• **Exercise aim**
Where a line below holds the string "unwrap", copy that line.

(Beginning of Given data)

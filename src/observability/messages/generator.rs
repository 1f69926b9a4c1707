// Copyright (c) 2025 Steve Wagner (ciroque@live.com)
// SPDX-License-Identifier: MIT

//! Message types for the pipeline generation lifecycle.
//!
//! This module contains message types for logging events related to:
//! * Generation start and completion
//! * Configuration loading and schema resolution
//! * Parameter resolution
//! * Category discovery and task creation

use crate::observability::messages::StructuredLog;
use std::fmt::{Display, Formatter};
use std::path::Path;
use tracing::Span;

/// Generation started for a base directory.
///
/// # Log Level
/// `info!` - Important operational event
///
/// # Example
/// ```
/// use snowflake_objects_dag::observability::messages::generator::GenerationStarted;
/// use std::path::Path;
///
/// let msg = GenerationStarted {
///     pipeline_id: "warehouse_core",
///     base_dir: Path::new("/srv/warehouse/core"),
/// };
///
/// tracing::info!("{}", msg);
/// ```
pub struct GenerationStarted<'a> {
    pub pipeline_id: &'a str,
    pub base_dir: &'a Path,
}

impl Display for GenerationStarted<'_> {
    fn fmt(&self, f: &mut Formatter) -> std::fmt::Result {
        write!(
            f,
            "Generating pipeline '{}' from {}",
            self.pipeline_id,
            self.base_dir.display()
        )
    }
}

impl StructuredLog for GenerationStarted<'_> {
    fn log(&self) {
        tracing::info!(
            pipeline_id = self.pipeline_id,
            base_dir = %self.base_dir.display(),
            "{}", self
        );
    }

    fn span(&self, name: &str) -> Span {
        tracing::info_span!(
            "generation",
            span_name = name,
            pipeline_id = self.pipeline_id,
            base_dir = %self.base_dir.display(),
        )
    }
}

/// Configuration file loaded.
///
/// # Log Level
/// `debug!` - Detailed diagnostic information
pub struct ConfigLoaded<'a> {
    pub path: &'a Path,
    pub conn_id: &'a str,
    pub owner: &'a str,
    pub tag_count: usize,
    pub param_count: usize,
}

impl Display for ConfigLoaded<'_> {
    fn fmt(&self, f: &mut Formatter) -> std::fmt::Result {
        write!(
            f,
            "Loaded config {}: connection={}, owner={}, {} tags, {} params",
            self.path.display(),
            self.conn_id,
            self.owner,
            self.tag_count,
            self.param_count
        )
    }
}

impl StructuredLog for ConfigLoaded<'_> {
    fn log(&self) {
        tracing::debug!(
            path = %self.path.display(),
            conn_id = self.conn_id,
            owner = self.owner,
            tag_count = self.tag_count,
            param_count = self.param_count,
            "{}", self
        );
    }

    fn span(&self, name: &str) -> Span {
        tracing::debug_span!(
            "config",
            span_name = name,
            path = %self.path.display(),
            conn_id = self.conn_id,
        )
    }
}

/// Target schema resolved from the connection's database.
///
/// # Log Level
/// `info!` - Important operational event
pub struct SchemaResolved<'a> {
    pub conn_id: &'a str,
    pub schema: &'a str,
}

impl Display for SchemaResolved<'_> {
    fn fmt(&self, f: &mut Formatter) -> std::fmt::Result {
        write!(
            f,
            "Resolved target schema '{}' via connection '{}'",
            self.schema, self.conn_id
        )
    }
}

impl StructuredLog for SchemaResolved<'_> {
    fn log(&self) {
        tracing::info!(conn_id = self.conn_id, schema = self.schema, "{}", self);
    }

    fn span(&self, name: &str) -> Span {
        tracing::info_span!(
            "schema",
            span_name = name,
            conn_id = self.conn_id,
            schema = self.schema,
        )
    }
}

/// A configured parameter has no value and resolves to an empty string.
///
/// # Log Level
/// `debug!` - Expected for optional parameters
pub struct ParameterUnset<'a> {
    pub name: &'a str,
}

impl Display for ParameterUnset<'_> {
    fn fmt(&self, f: &mut Formatter) -> std::fmt::Result {
        write!(f, "Parameter '{}' is not set, using empty string", self.name)
    }
}

impl StructuredLog for ParameterUnset<'_> {
    fn log(&self) {
        tracing::debug!(param = self.name, "{}", self);
    }

    fn span(&self, name: &str) -> Span {
        tracing::debug_span!("parameter", span_name = name, param = self.name)
    }
}

/// A configured parameter collides with the reserved schema parameter and is dropped.
///
/// # Log Level
/// `warn!` - Configuration mistake that generation works around
pub struct ReservedParameterIgnored<'a> {
    pub name: &'a str,
    pub schema: &'a str,
}

impl Display for ReservedParameterIgnored<'_> {
    fn fmt(&self, f: &mut Formatter) -> std::fmt::Result {
        write!(
            f,
            "Parameter '{}' is reserved; keeping resolved schema '{}' and ignoring the configured value",
            self.name, self.schema
        )
    }
}

impl StructuredLog for ReservedParameterIgnored<'_> {
    fn log(&self) {
        tracing::warn!(param = self.name, schema = self.schema, "{}", self);
    }

    fn span(&self, name: &str) -> Span {
        tracing::warn_span!(
            "parameter",
            span_name = name,
            param = self.name,
            schema = self.schema,
        )
    }
}

/// A category contributes no tasks.
///
/// # Log Level
/// `debug!` - Most projects use only a few categories
pub struct CategorySkipped<'a> {
    pub category: &'a str,
    pub reason: &'a str,
}

impl Display for CategorySkipped<'_> {
    fn fmt(&self, f: &mut Formatter) -> std::fmt::Result {
        write!(f, "Skipping category '{}': {}", self.category, self.reason)
    }
}

impl StructuredLog for CategorySkipped<'_> {
    fn log(&self) {
        tracing::debug!(category = self.category, reason = self.reason, "{}", self);
    }

    fn span(&self, name: &str) -> Span {
        tracing::debug_span!(
            "category",
            span_name = name,
            category = self.category,
            reason = self.reason,
        )
    }
}

/// One SQL file turned into a task.
///
/// # Log Level
/// `debug!` - Per-file detail
pub struct SqlTaskCreated<'a> {
    pub category: &'a str,
    pub task_id: &'a str,
    pub source: &'a Path,
    pub schema_injected: bool,
}

impl Display for SqlTaskCreated<'_> {
    fn fmt(&self, f: &mut Formatter) -> std::fmt::Result {
        write!(f, "Created task '{}.{}' from {}", self.category, self.task_id, self.source.display())?;
        if self.schema_injected {
            write!(f, " (schema selection added)")?;
        }
        Ok(())
    }
}

impl StructuredLog for SqlTaskCreated<'_> {
    fn log(&self) {
        tracing::debug!(
            category = self.category,
            task_id = self.task_id,
            source = %self.source.display(),
            schema_injected = self.schema_injected,
            "{}", self
        );
    }

    fn span(&self, name: &str) -> Span {
        tracing::debug_span!(
            "task",
            span_name = name,
            category = self.category,
            task_id = self.task_id,
        )
    }
}

/// Generation produced a pipeline with no tasks at all.
///
/// # Log Level
/// `warn!` - Almost always a wrong base directory
pub struct EmptyPipeline<'a> {
    pub pipeline_id: &'a str,
    pub base_dir: &'a Path,
}

impl Display for EmptyPipeline<'_> {
    fn fmt(&self, f: &mut Formatter) -> std::fmt::Result {
        write!(
            f,
            "Pipeline '{}' has no tasks: no SQL files under any category of {}",
            self.pipeline_id,
            self.base_dir.display()
        )
    }
}

impl StructuredLog for EmptyPipeline<'_> {
    fn log(&self) {
        tracing::warn!(
            pipeline_id = self.pipeline_id,
            base_dir = %self.base_dir.display(),
            "{}", self
        );
    }

    fn span(&self, name: &str) -> Span {
        tracing::warn_span!("generation", span_name = name, pipeline_id = self.pipeline_id)
    }
}

/// Generation finished and the definition passed validation.
///
/// # Log Level
/// `info!` - Important operational event
pub struct GenerationCompleted<'a> {
    pub pipeline_id: &'a str,
    pub group_count: usize,
    pub task_count: usize,
}

impl Display for GenerationCompleted<'_> {
    fn fmt(&self, f: &mut Formatter) -> std::fmt::Result {
        write!(
            f,
            "Generated pipeline '{}': {} tasks in {} groups",
            self.pipeline_id, self.task_count, self.group_count
        )
    }
}

impl StructuredLog for GenerationCompleted<'_> {
    fn log(&self) {
        tracing::info!(
            pipeline_id = self.pipeline_id,
            group_count = self.group_count,
            task_count = self.task_count,
            "{}", self
        );
    }

    fn span(&self, name: &str) -> Span {
        tracing::info_span!(
            "generation",
            span_name = name,
            pipeline_id = self.pipeline_id,
            group_count = self.group_count,
            task_count = self.task_count,
        )
    }
}
#[cfg(test)]
mod integration_tests {
    use crate::backends::file::{FileConnections, FileVariables};
    use crate::config::{load_config, ProjectLayout};
    use crate::generator::PipelineGenerator;

    /// Test that the demo project configuration loads with its documented values
    #[test]
    fn test_demo_config_loading() {
        let config = load_config("demos/warehouse/snowflake_ci.yml").unwrap();

        assert_eq!(config.conn_id(), "snowflake_default");
        assert_eq!(config.owner(), "data-platform");
        assert_eq!(config.tags(), vec!["snowflake", "objects", "data-platform"]);
        assert_eq!(config.param_names(), ["env", "retention_days"]);
    }

    /// Test the demo connections and variables files
    #[test]
    fn test_demo_resolver_files() {
        use crate::traits::{ConnectionResolver, VariableResolver};

        let connections = FileConnections::load("demos/connections.yml").unwrap();
        let variables = FileVariables::load("demos/variables.yml").unwrap();

        let conn = connections.connection("snowflake_default").unwrap();
        assert_eq!(conn.database().unwrap(), "ANALYTICS");
        assert_eq!(variables.variable("env"), Some("dev".to_string()));
        assert_eq!(variables.variable("retention_days"), Some("30".to_string()));
    }

    /// Test generating the whole demo project end to end
    #[test]
    fn test_demo_project_generation() {
        let connections = FileConnections::load("demos/connections.yml").unwrap();
        let variables = FileVariables::load("demos/variables.yml").unwrap();
        let generator = PipelineGenerator::new(connections, variables);

        let definition = generator
            .generate(&ProjectLayout::new("demos/warehouse/core"))
            .unwrap();

        assert_eq!(definition.pipeline_id, "warehouse_core");
        assert_eq!(
            definition.execution_order(),
            vec![
                "file_formats.csv_format",
                "stages.raw_stage",
                "tables.01_customers",
                "tables.02_orders",
                "views.customer_orders",
                "procedures.refresh_orders",
                "dml.seed_customers",
            ]
        );

        let (_, first) = definition.tasks().next().unwrap();
        assert!(first.sql.starts_with("USE ANALYTICS.core;\n"));
        assert_eq!(first.params["env"], "dev");
        assert_eq!(first.params["schema_name"], "ANALYTICS.core");

        let (_, procedure) = definition
            .tasks()
            .find(|(_, t)| t.task_id == "refresh_orders")
            .unwrap();
        assert!(!procedure.schema_injected);
    }
}
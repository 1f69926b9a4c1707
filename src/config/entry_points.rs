/// A type-safe wrapper for the tasks of a pipeline that depend on nothing.
///
/// Entry points are the tasks the host runtime can start immediately. A generated
/// pipeline is a single chain, so it has exactly one entry point (or none, when no
/// SQL files were found); validation relies on that.
///
/// # Examples
///
/// ```
/// use snowflake_objects_dag::config::EntryPoints;
///
/// let entry_points = EntryPoints::from(vec!["file_formats.csv_format".to_string()]);
///
/// assert_eq!(entry_points.len(), 1);
/// let ids: Vec<String> = entry_points.into();
/// assert_eq!(ids, vec!["file_formats.csv_format".to_string()]);
/// ```
#[derive(Debug, Clone, Default, PartialEq)]
pub struct EntryPoints(pub Vec<String>);

impl EntryPoints {
    /// Get iterator over entrypoints
    pub fn iter(&self) -> impl Iterator<Item = &String> {
        self.0.iter()
    }

    pub fn len(&self) -> usize {
        self.0.len()
    }

    pub fn is_empty(&self) -> bool {
        self.0.is_empty()
    }
}

impl From<Vec<String>> for EntryPoints {
    fn from(entrypoints: Vec<String>) -> Self {
        Self(entrypoints)
    }
}

impl From<EntryPoints> for Vec<String> {
    fn from(value: EntryPoints) -> Self {
        value.0
    }
}
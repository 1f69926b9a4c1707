// Copyright (c) 2025 Steve Wagner (ciroque@live.com)
// SPDX-License-Identifier: MIT

use serde::{Deserialize, Serialize};
use serde_json::{Map, Value};

use crate::config::consts::DATABASE_EXTRA;
use crate::errors::ResolveError;

/// Stored metadata for a named warehouse connection.
#[derive(Debug, Clone, Default, PartialEq, Serialize, Deserialize)]
pub struct Connection {
    #[serde(default)]
    pub conn_id: String,
    #[serde(default)]
    pub conn_type: Option<String>,
    #[serde(default)]
    pub extra: Map<String, Value>,
}

impl Connection {
    pub fn new(conn_id: impl Into<String>) -> Self {
        Self {
            conn_id: conn_id.into(),
            ..Default::default()
        }
    }

    pub fn with_extra(mut self, key: impl Into<String>, value: impl Into<Value>) -> Self {
        self.extra.insert(key.into(), value.into());
        self
    }

    /// The database generated SQL targets.
    pub fn database(&self) -> Result<&str, ResolveError> {
        self.extra
            .get(DATABASE_EXTRA)
            .and_then(Value::as_str)
            .ok_or_else(|| ResolveError::MissingDatabase {
                conn_id: self.conn_id.clone(),
            })
    }
}

/// Looks up stored connection metadata by connection id.
pub trait ConnectionResolver {
    fn connection(&self, conn_id: &str) -> Result<Connection, ResolveError>;
}

/// Looks up the current value of a named parameter. `None` means unset.
pub trait VariableResolver {
    fn variable(&self, name: &str) -> Option<String>;
}

impl<T: ConnectionResolver + ?Sized> ConnectionResolver for &T {
    fn connection(&self, conn_id: &str) -> Result<Connection, ResolveError> {
        (**self).connection(conn_id)
    }
}

impl<T: VariableResolver + ?Sized> VariableResolver for &T {
    fn variable(&self, name: &str) -> Option<String> {
        (**self).variable(name)
    }
}

impl<T: ConnectionResolver + ?Sized> ConnectionResolver for Box<T> {
    fn connection(&self, conn_id: &str) -> Result<Connection, ResolveError> {
        (**self).connection(conn_id)
    }
}

impl<T: VariableResolver + ?Sized> VariableResolver for Box<T> {
    fn variable(&self, name: &str) -> Option<String> {
        (**self).variable(name)
    }
}
// Copyright (c) 2025 Steve Wagner (ciroque@live.com)
// SPDX-License-Identifier: MIT

//! Observability module for structured logging and tracing.
//!
//! This module provides centralized message types for all diagnostic and operational
//! logging in the generator. Message types follow a struct-based pattern with a
//! `Display` implementation, so log text lives in one place instead of being
//! scattered through the code as format strings.
//!
//! # Architecture
//!
//! Messages are organized by subsystem:
//! * `messages::generator` - Pipeline generation lifecycle: config, schema, tasks
//! * `messages::validation` - Problems found in a generated definition
//! * `messages::sink` - Handing definitions to the host runtime
//!
//! # Usage
//!
//! ```rust
//! use snowflake_objects_dag::observability::messages::generator::CategorySkipped;
//! use snowflake_objects_dag::observability::messages::StructuredLog;
//!
//! let msg = CategorySkipped {
//!     category: "streams",
//!     reason: "directory not found",
//! };
//!
//! msg.log();
//! ```

pub mod messages;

(End of Given data)

• **Your solution**
        let config = load_config("demos/warehouse/snowflake_ci.yml").unwrap();
        let connections = FileConnections::load("demos/connections.yml").unwrap();
        let variables = FileVariables::load("demos/variables.yml").unwrap();
        let conn = connections.connection("snowflake_default").unwrap();
        assert_eq!(conn.database().unwrap(), "ANALYTICS");
        let connections = FileConnections::load("demos/connections.yml").unwrap();
        let variables = FileVariables::load("demos/variables.yml").unwrap();
            .unwrap();
        let (_, first) = definition.tasks().next().unwrap();
            .unwrap();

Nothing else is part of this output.